Biological Organization and Negative Entropy: Based on Schroedinger's reflections

TL;DR

This paper introduces a systemic perspective on biological organization as negative entropy, extending thermodynamics with new principles, and applies this framework to evolution, metabolism, and complexity in biological systems.

Contribution

It proposes two additional principles compatible with thermodynamics to model biological organization as negative entropy, and applies quantum-inspired operator methods to biological complexity and evolution.

Findings

Reconstruction of Gould's biomass over complexity curve.

Analysis of metabolism and scaling laws in biological systems.

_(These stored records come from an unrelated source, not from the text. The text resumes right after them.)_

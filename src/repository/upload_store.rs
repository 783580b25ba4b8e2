// ==========================================
// 轮胎库存上报系统 - 上传文件仓储
// ==========================================
// 存储: <YYYYMMDD_HHMMSS>_<原文件名>
// ==========================================

use crate::repository::error::{RepositoryError, RepositoryResult};
use crate::repository::{remove_files_in, validate_key};
use chrono::{DateTime, Local};
use std::fs;
use std::path::{Path, PathBuf};
use tracing::info;

pub struct UploadStore {
    dir: PathBuf,
}

impl UploadStore {
    /// 创建仓储（目录不存在时自动创建）
    pub fn new<P: AsRef<Path>>(dir: P) -> RepositoryResult<Self> {
        let dir = dir.as_ref().to_path_buf();
        fs::create_dir_all(&dir)?;
        Ok(Self { dir })
    }

    pub fn dir(&self) -> &Path {
        &self.dir
    }

    /// 保存上传文件，返回存储文件名
    ///
    /// 原文件名只保留最后一级（客户端可能带路径）
    pub fn save(
        &self,
        original_name: &str,
        bytes: &[u8],
        at: &DateTime<Local>,
    ) -> RepositoryResult<String> {
        let base = original_name
            .rsplit(|c| c == '/' || c == '\\')
            .next()
            .unwrap_or(original_name)
            .trim();
        let stored = format!("{}_{}", at.format("%Y%m%d_%H%M%S"), base);
        let path = self.resolve(&stored)?;

        fs::write(&path, bytes)?;
        info!(file = %stored, bytes = bytes.len(), "上传文件已保存");
        Ok(stored)
    }

    /// 已存储文件的完整路径（不存在时返回 NotFound）
    pub fn path_of(&self, filename: &str) -> RepositoryResult<PathBuf> {
        let path = self.resolve(filename)?;
        if !path.is_file() {
            return Err(RepositoryError::NotFound {
                entity: "UploadedFile".to_string(),
                id: filename.to_string(),
            });
        }
        Ok(path)
    }

    /// 删除全部上传文件（子目录保留），返回删除数量
    pub fn clear(&self) -> RepositoryResult<usize> {
        let removed = remove_files_in(&self.dir)?;
        info!(removed = removed, dir = %self.dir.display(), "上传文件已清理");
        Ok(removed)
    }

    fn resolve(&self, filename: &str) -> RepositoryResult<PathBuf> {
        validate_key(filename)?;
        Ok(self.dir.join(filename))
    }
}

Quantitative evaluation of complexity related to empirical data.

Abstract

This paper proposes a systemic perspective for some aspects of both phylogenesis and ontogenesis, in the light of the notion of biological organization as negative entropy, following some hints by Schroedinger. To this purpose, we introduce two extra principles to the thermodynamic ones, which are (mathematically) compatible with the traditional principles, but have no meaning in inert matter. A traditional balance equation for metabolism will be then extended to the new notion as specified by these principles. We consider far from equilibrium systems and we focus in particular on the production of global entropy associated to the irreversible character of the processes. A close analysis of this term will be carried on, both in terms of a diffusion equation of biomass over complexity and, as a complementary approach and as a tool for specifying a source term, in connection to Schroedinger's method for his equation in Quantum Mechanics. We borrow from this equation just the operatorial approach and, this, in a classical frame, as we use real coefficients instead of complex ones, away thus from the mathematical frame of quantum theories. The first application of our proposal is a simple mathematical reconstruction of Gould's complexity curve of biomass over complexity, as for evolution. We then elaborate, from the existence of different time scales, a partition of ontogenetic time, in reference to entropy and negative entropy variation. On the grounds of this approach, we analyze metabolism and scaling laws. This allows to compare various relevant coefficients appearing in these scaling laws, which seem to fit empirical data. Finally, a tentative and quantitative evaluation of complexity is proposed, also in relation to some empirical data (caenorhabditis elegans).